Students familiar with the issue interviewed by “Bitter Winter” offered different evaluations of the camp. A Maoist student with knowledge of student associations in Chinese universities saw Ding Xiaoping as a “rival” to the Maoists in developing organizations among students. “Ding Xiaoping’s group,” he said, “is not as opposed to [Deng Xiaoping’s] reform and opening-up line as we were, and their ideology was a bit confused, but they advocated a warm and collective atmosphere and studied books by Mao Zedong and [Chinese writer] Lu Xun, which attracted some of their classmates from the lower strata of society or from rural areas. Their audience overlapped with the Maoist student associations, and they developed their own student organizations in a number of schools. The CCP’s purge of student associations from colleges and universities following the Jasic Workers’ Movement of 2018 also affected them, and some of their organizations have been banned, but not entirely, so they have remained active to the present.”
A student said that all the activities of this camp are openly available on the Internet, that is, they do some lectures, military training, book clubs, labor practices and the like, and that there is no such thing as a “cult-like” unlawful restriction of personal liberty at all. He insisted the fees charged are not very expensive, but just enough to cover the costs. He mentioned an article published back in 2007 accusing Ding Xiaoping of “brainwashing” his followers that he believed was politically motivated.
The same student said that the positions of Ding Xiaoping and of the Peking University Marxist Society are not the same.
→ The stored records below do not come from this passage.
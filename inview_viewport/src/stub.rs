// Copyright 2025 the Inview Authors
// SPDX-License-Identifier: Apache-2.0 OR MIT

//! A deterministic in-memory [`ViewportHost`] for tests and headless use.

use alloc::vec::Vec;
use hashbrown::HashMap;

use crate::{ObserverConfig, SubscriptionId, ViewportHost};

/// An in-memory host that records subscriptions instead of watching
/// geometry.
///
/// Ids are allocated monotonically and never reused. The stub keeps the
/// active subscription set plus observe/unobserve journals, so tests can
/// assert on exact subscription churn; the test itself plays the role of
/// the visibility check by delivering [`VisibilityEntry`] values to the
/// consumer under whatever order it wants to exercise.
///
/// [`VisibilityEntry`]: crate::VisibilityEntry
#[derive(Clone, Debug, Default)]
pub struct StubViewport<K> {
    next_id: u64,
    active: HashMap<SubscriptionId, (K, ObserverConfig)>,
    observed: Vec<(SubscriptionId, K, ObserverConfig)>,
    unobserved: Vec<SubscriptionId>,
}

impl<K: Copy> StubViewport<K> {
    /// Creates an empty stub.
    #[must_use]
    pub fn new() -> Self {
        Self {
            next_id: 0,
            active: HashMap::new(),
            observed: Vec::new(),
            unobserved: Vec::new(),
        }
    }

    /// Returns the number of currently active subscriptions.
    #[must_use]
    pub fn active_count(&self) -> usize {
        self.active.len()
    }

    /// Returns the configuration of an active subscription.
    #[must_use]
    pub fn config(&self, id: SubscriptionId) -> Option<ObserverConfig> {
        self.active.get(&id).map(|(_, config)| *config)
    }

    /// Returns the element key of an active subscription.
    #[must_use]
    pub fn key(&self, id: SubscriptionId) -> Option<K> {
        self.active.get(&id).map(|(key, _)| *key)
    }

    /// Returns every `observe` call made so far, in order.
    #[must_use]
    pub fn observe_journal(&self) -> &[(SubscriptionId, K, ObserverConfig)] {
        &self.observed
    }

    /// Returns every `unobserve` call made so far, in order.
    ///
    /// Includes calls for ids that were already inactive.
    #[must_use]
    pub fn unobserve_journal(&self) -> &[SubscriptionId] {
        &self.unobserved
    }

    /// Returns the active subscription ids for the given element key.
    #[must_use]
    pub fn subscriptions_for(&self, key: K) -> Vec<SubscriptionId>
    where
        K: PartialEq,
    {
        let mut ids: Vec<SubscriptionId> = self
            .active
            .iter()
            .filter(|(_, (k, _))| *k == key)
            .map(|(id, _)| *id)
            .collect();
        ids.sort_unstable();
        ids
    }
}

impl<K: Copy> ViewportHost<K> for StubViewport<K> {
    fn observe(&mut self, key: K, config: ObserverConfig) -> SubscriptionId {
        let id = SubscriptionId::from_raw(self.next_id);
        self.next_id += 1;
        self.active.insert(id, (key, config));
        self.observed.push((id, key, config));
        id
    }

    fn unobserve(&mut self, id: SubscriptionId) {
        self.active.remove(&id);
        self.unobserved.push(id);
    }
}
Ding was not involved in supporting the workers’ right to unionize independently and does not praise the Cultural Revolution. However, in the end, the CCP uses criticism of Ding Xiaoping to crack down on all “Maoist” groups, the student said.
Another student, with more liberal positions, criticized both the “pseudoscience” of Ding’s group, which he finds manipulative, and the CCP’s use of anti-xie-jiao rhetoric to crack down on any organization that, while not being really “anti-Party,” operates independently of the Party and escapes its control. “After all, they are not opposed to the CCP, and they have nothing to do with religious beliefs; in fact, they are staunchly atheist,” this student said.
It seems that organizing independently is enough to be called a “xie jiao” in Xi Jinping’s China—irrespective of the ideology.